◆ PROBLEM TO SOLVE ◆
Word for word, reproduce every line of the data.

◆ Excerpts from a dataset ◆
^^^^^^^^^^^^^^^^

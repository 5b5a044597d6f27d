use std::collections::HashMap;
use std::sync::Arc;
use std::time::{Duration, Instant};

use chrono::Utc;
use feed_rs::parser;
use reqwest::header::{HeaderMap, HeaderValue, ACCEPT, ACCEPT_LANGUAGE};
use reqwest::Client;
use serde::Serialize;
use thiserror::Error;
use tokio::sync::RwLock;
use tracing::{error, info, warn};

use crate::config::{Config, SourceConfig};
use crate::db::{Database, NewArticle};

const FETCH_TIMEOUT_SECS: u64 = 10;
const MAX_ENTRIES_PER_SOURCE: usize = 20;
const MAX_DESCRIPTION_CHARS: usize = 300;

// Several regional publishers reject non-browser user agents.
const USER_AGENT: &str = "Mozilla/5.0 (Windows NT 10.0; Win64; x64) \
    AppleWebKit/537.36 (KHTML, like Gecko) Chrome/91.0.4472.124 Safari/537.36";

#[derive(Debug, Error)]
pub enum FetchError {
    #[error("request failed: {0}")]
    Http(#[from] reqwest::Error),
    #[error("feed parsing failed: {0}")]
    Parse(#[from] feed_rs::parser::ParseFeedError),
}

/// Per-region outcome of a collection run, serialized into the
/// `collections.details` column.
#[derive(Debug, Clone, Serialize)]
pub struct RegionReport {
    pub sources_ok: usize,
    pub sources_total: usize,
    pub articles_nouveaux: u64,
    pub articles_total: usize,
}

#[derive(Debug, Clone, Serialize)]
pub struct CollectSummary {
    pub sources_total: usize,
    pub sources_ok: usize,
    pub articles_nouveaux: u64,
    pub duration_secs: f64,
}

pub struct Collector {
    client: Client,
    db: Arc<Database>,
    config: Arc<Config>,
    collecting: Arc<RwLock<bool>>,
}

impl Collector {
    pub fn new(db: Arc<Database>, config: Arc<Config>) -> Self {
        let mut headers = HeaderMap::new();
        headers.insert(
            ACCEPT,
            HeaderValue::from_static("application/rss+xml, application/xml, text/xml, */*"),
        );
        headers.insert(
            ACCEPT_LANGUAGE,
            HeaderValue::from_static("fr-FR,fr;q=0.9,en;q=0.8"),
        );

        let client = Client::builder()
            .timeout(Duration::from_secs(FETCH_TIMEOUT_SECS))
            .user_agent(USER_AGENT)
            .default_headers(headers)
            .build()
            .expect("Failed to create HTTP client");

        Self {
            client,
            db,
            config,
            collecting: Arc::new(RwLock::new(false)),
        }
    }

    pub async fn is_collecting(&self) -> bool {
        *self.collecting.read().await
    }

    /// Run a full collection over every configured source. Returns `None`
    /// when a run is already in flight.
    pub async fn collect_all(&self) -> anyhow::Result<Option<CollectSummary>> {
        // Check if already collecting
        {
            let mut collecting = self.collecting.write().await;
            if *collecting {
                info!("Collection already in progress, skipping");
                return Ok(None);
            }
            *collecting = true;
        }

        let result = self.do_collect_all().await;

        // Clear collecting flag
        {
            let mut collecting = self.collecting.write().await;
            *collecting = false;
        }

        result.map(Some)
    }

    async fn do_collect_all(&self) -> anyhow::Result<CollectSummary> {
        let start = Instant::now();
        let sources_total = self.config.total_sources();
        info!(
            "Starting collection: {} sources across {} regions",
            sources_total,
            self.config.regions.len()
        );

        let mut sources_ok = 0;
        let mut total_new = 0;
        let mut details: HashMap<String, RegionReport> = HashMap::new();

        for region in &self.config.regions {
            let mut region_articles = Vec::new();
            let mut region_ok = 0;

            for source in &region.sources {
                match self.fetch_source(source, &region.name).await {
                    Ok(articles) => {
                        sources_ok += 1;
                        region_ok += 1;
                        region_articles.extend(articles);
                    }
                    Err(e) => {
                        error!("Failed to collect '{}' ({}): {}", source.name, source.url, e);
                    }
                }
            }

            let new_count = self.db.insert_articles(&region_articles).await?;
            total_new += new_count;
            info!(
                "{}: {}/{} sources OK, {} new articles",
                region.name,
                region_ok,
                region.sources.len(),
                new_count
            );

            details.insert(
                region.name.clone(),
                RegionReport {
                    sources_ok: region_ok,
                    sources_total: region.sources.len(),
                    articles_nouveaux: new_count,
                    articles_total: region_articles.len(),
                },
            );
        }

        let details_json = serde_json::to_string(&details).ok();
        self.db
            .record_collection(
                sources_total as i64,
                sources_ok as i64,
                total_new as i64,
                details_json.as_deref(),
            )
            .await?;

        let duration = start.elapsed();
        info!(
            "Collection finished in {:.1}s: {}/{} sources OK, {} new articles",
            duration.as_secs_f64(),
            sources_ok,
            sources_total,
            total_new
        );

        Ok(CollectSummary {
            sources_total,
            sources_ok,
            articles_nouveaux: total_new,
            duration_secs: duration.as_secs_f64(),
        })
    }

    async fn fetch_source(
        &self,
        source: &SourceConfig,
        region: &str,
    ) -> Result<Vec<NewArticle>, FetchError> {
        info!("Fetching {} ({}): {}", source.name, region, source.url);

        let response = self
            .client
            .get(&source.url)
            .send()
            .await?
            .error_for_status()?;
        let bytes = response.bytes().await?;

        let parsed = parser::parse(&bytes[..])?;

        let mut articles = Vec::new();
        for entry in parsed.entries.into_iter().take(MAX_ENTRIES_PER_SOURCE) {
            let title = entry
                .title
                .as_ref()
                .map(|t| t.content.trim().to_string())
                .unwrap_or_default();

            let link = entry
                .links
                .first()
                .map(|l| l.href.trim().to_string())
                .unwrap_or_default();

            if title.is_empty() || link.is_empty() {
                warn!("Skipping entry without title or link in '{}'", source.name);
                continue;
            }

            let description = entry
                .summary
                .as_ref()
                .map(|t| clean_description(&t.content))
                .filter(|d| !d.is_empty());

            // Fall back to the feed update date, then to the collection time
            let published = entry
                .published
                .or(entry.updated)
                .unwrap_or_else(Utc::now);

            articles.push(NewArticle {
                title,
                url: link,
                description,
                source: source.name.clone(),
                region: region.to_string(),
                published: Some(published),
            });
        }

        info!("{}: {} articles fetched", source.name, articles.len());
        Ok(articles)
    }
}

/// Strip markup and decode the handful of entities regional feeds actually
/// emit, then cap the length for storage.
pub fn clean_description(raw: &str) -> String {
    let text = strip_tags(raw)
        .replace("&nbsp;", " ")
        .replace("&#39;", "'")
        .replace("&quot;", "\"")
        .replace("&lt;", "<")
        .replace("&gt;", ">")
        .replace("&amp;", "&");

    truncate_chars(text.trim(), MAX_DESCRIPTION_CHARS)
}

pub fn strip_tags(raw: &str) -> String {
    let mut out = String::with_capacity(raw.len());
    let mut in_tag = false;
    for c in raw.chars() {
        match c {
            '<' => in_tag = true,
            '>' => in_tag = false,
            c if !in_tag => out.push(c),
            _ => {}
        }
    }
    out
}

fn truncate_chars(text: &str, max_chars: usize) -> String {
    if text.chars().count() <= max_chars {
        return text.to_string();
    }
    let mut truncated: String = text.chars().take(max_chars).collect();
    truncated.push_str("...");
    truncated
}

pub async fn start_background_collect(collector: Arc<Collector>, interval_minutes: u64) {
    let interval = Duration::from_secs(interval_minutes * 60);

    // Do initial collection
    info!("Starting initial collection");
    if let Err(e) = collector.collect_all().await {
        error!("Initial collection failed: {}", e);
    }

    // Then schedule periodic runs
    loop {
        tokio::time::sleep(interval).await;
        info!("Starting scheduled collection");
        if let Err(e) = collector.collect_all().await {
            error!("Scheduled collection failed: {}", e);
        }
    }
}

^^^^^^^^^^^^^^^^

◆ TASK ANSWER ◆
repository 5b5a044597d6f27d
use std::collections::HashMap;
use std::sync::Arc;
use std::time::{Duration, Instant};

use chrono::Utc;
use feed_rs::parser;
use reqwest::header::{HeaderMap, HeaderValue, ACCEPT, ACCEPT_LANGUAGE};
use reqwest::Client;
use serde::Serialize;
use thiserror::Error;
use tokio::sync::RwLock;
use tracing::{error, info, warn};

use crate::config::{Config, SourceConfig};
use crate::db::{Database, NewArticle};

const FETCH_TIMEOUT_SECS: u64 = 10;
const MAX_ENTRIES_PER_SOURCE: usize = 20;
const MAX_DESCRIPTION_CHARS: usize = 300;

// Several regional publishers reject non-browser user agents.
const USER_AGENT: &str = "Mozilla/5.0 (Windows NT 10.0; Win64; x64) \
    AppleWebKit/537.36 (KHTML, like Gecko) Chrome/91.0.4472.124 Safari/537.36";

#[derive(Debug, Error)]
pub enum FetchError {
    #[error("request failed: {0}")]
    Http(#[from] reqwest::Error),
    #[error("feed parsing failed: {0}")]
    Parse(#[from] feed_rs::parser::ParseFeedError),
}

/// Per-region outcome of a collection run, serialized into the
/// `collections.details` column.
#[derive(Debug, Clone, Serialize)]
pub struct RegionReport {
    pub sources_ok: usize,
    pub sources_total: usize,
    pub articles_nouveaux: u64,
    pub articles_total: usize,
}

#[derive(Debug, Clone, Serialize)]
pub struct CollectSummary {
    pub sources_total: usize,
    pub sources_ok: usize,
    pub articles_nouveaux: u64,
    pub duration_secs: f64,
}

pub struct Collector {
    client: Client,
    db: Arc<Database>,
    config: Arc<Config>,
    collecting: Arc<RwLock<bool>>,
}

impl Collector {
    pub fn new(db: Arc<Database>, config: Arc<Config>) -> Self {
        let mut headers = HeaderMap::new();
        headers.insert(
            ACCEPT,
            HeaderValue::from_static("application/rss+xml, application/xml, text/xml, */*"),
        );
        headers.insert(
            ACCEPT_LANGUAGE,
            HeaderValue::from_static("fr-FR,fr;q=0.9,en;q=0.8"),
        );

        let client = Client::builder()
            .timeout(Duration::from_secs(FETCH_TIMEOUT_SECS))
            .user_agent(USER_AGENT)
            .default_headers(headers)
            .build()
            .expect("Failed to create HTTP client");

        Self {
            client,
            db,
            config,
            collecting: Arc::new(RwLock::new(false)),
        }
    }

    pub async fn is_collecting(&self) -> bool {
        *self.collecting.read().await
    }

    /// Run a full collection over every configured source. Returns `None`
    /// when a run is already in flight.
    pub async fn collect_all(&self) -> anyhow::Result<Option<CollectSummary>> {
        // Check if already collecting
        {
            let mut collecting = self.collecting.write().await;
            if *collecting {
                info!("Collection already in progress, skipping");
                return Ok(None);
            }
            *collecting = true;
        }

        let result = self.do_collect_all().await;

        // Clear collecting flag
        {
            let mut collecting = self.collecting.write().await;
            *collecting = false;
        }

        result.map(Some)
    }

    async fn do_collect_all(&self) -> anyhow::Result<CollectSummary> {
        let start = Instant::now();
        let sources_total = self.config.total_sources();
        info!(
            "Starting collection: {} sources across {} regions",
            sources_total,
            self.config.regions.len()
        );

        let mut sources_ok = 0;
        let mut total_new = 0;
        let mut details: HashMap<String, RegionReport> = HashMap::new();

        for region in &self.config.regions {
            let mut region_articles = Vec::new();
            let mut region_ok = 0;

            for source in &region.sources {
                match self.fetch_source(source, &region.name).await {
                    Ok(articles) => {
                        sources_ok += 1;
                        region_ok += 1;
                        region_articles.extend(articles);
                    }
                    Err(e) => {
                        error!("Failed to collect '{}' ({}): {}", source.name, source.url, e);
                    }
                }
            }

            let new_count = self.db.insert_articles(&region_articles).await?;
            total_new += new_count;
            info!(
                "{}: {}/{} sources OK, {} new articles",
                region.name,
                region_ok,
                region.sources.len(),
                new_count
            );

            details.insert(
                region.name.clone(),
                RegionReport {
                    sources_ok: region_ok,
                    sources_total: region.sources.len(),
                    articles_nouveaux: new_count,
                    articles_total: region_articles.len(),
                },
            );
        }

        let details_json = serde_json::to_string(&details).ok();
        self.db
            .record_collection(
                sources_total as i64,
                sources_ok as i64,
                total_new as i64,
                details_json.as_deref(),
            )
            .await?;

        let duration = start.elapsed();
        info!(
            "Collection finished in {:.1}s: {}/{} sources OK, {} new articles",
            duration.as_secs_f64(),
            sources_ok,
            sources_total,
            total_new
        );

        Ok(CollectSummary {
            sources_total,
            sources_ok,
            articles_nouveaux: total_new,
            duration_secs: duration.as_secs_f64(),
        })
    }

    async fn fetch_source(
        &self,
        source: &SourceConfig,
        region: &str,
    ) -> Result<Vec<NewArticle>, FetchError> {
        info!("Fetching {} ({}): {}", source.name, region, source.url);

        let response = self
            .client
            .get(&source.url)
            .send()
            .await?
            .error_for_status()?;
        let bytes = response.bytes().await?;

        let parsed = parser::parse(&bytes[..])?;

        let mut articles = Vec::new();
        for entry in parsed.entries.into_iter().take(MAX_ENTRIES_PER_SOURCE) {
            let title = entry
                .title
                .as_ref()
                .map(|t| t.content.trim().to_string())
                .unwrap_or_default();

            let link = entry
                .links
                .first()
                .map(|l| l.href.trim().to_string())
                .unwrap_or_default();

            if title.is_empty() || link.is_empty() {
                warn!("Skipping entry without title or link in '{}'", source.name);
                continue;
            }

            let description = entry
                .summary
                .as_ref()
                .map(|t| clean_description(&t.content))
                .filter(|d| !d.is_empty());

            // Fall back to the feed update date, then to the collection time
            let published = entry
                .published
                .or(entry.updated)
                .unwrap_or_else(Utc::now);

            articles.push(NewArticle {
                title,
                url: link,
                description,
                source: source.name.clone(),
                region: region.to_string(),
                published: Some(published),
            });
        }

        info!("{}: {} articles fetched", source.name, articles.len());
        Ok(articles)
    }
}

/// Strip markup and decode the handful of entities regional feeds actually
/// emit, then cap the length for storage.
pub fn clean_description(raw: &str) -> String {
    let text = strip_tags(raw)
        .replace("&nbsp;", " ")
        .replace("&#39;", "'")
        .replace("&quot;", "\"")
        .replace("&lt;", "<")
        .replace("&gt;", ">")
        .replace("&amp;", "&");

    truncate_chars(text.trim(), MAX_DESCRIPTION_CHARS)
}

pub fn strip_tags(raw: &str) -> String {
    let mut out = String::with_capacity(raw.len());
    let mut in_tag = false;
    for c in raw.chars() {
        match c {
            '<' => in_tag = true,
            '>' => in_tag = false,
            c if !in_tag => out.push(c),
            _ => {}
        }
    }
    out
}

fn truncate_chars(text: &str, max_chars: usize) -> String {
    if text.chars().count() <= max_chars {
        return text.to_string();
    }
    let mut truncated: String = text.chars().take(max_chars).collect();
    truncated.push_str("...");
    truncated
}

pub async fn start_background_collect(collector: Arc<Collector>, interval_minutes: u64) {
    let interval = Duration::from_secs(interval_minutes * 60);

    // Do initial collection
    info!("Starting initial collection");
    if let Err(e) = collector.collect_all().await {
        error!("Initial collection failed: {}", e);
    }

    // Then schedule periodic runs
    loop {
        tokio::time::sleep(interval).await;
        info!("Starting scheduled collection");
        if let Err(e) = collector.collect_all().await {
            error!("Scheduled collection failed: {}", e);
        }
    }
}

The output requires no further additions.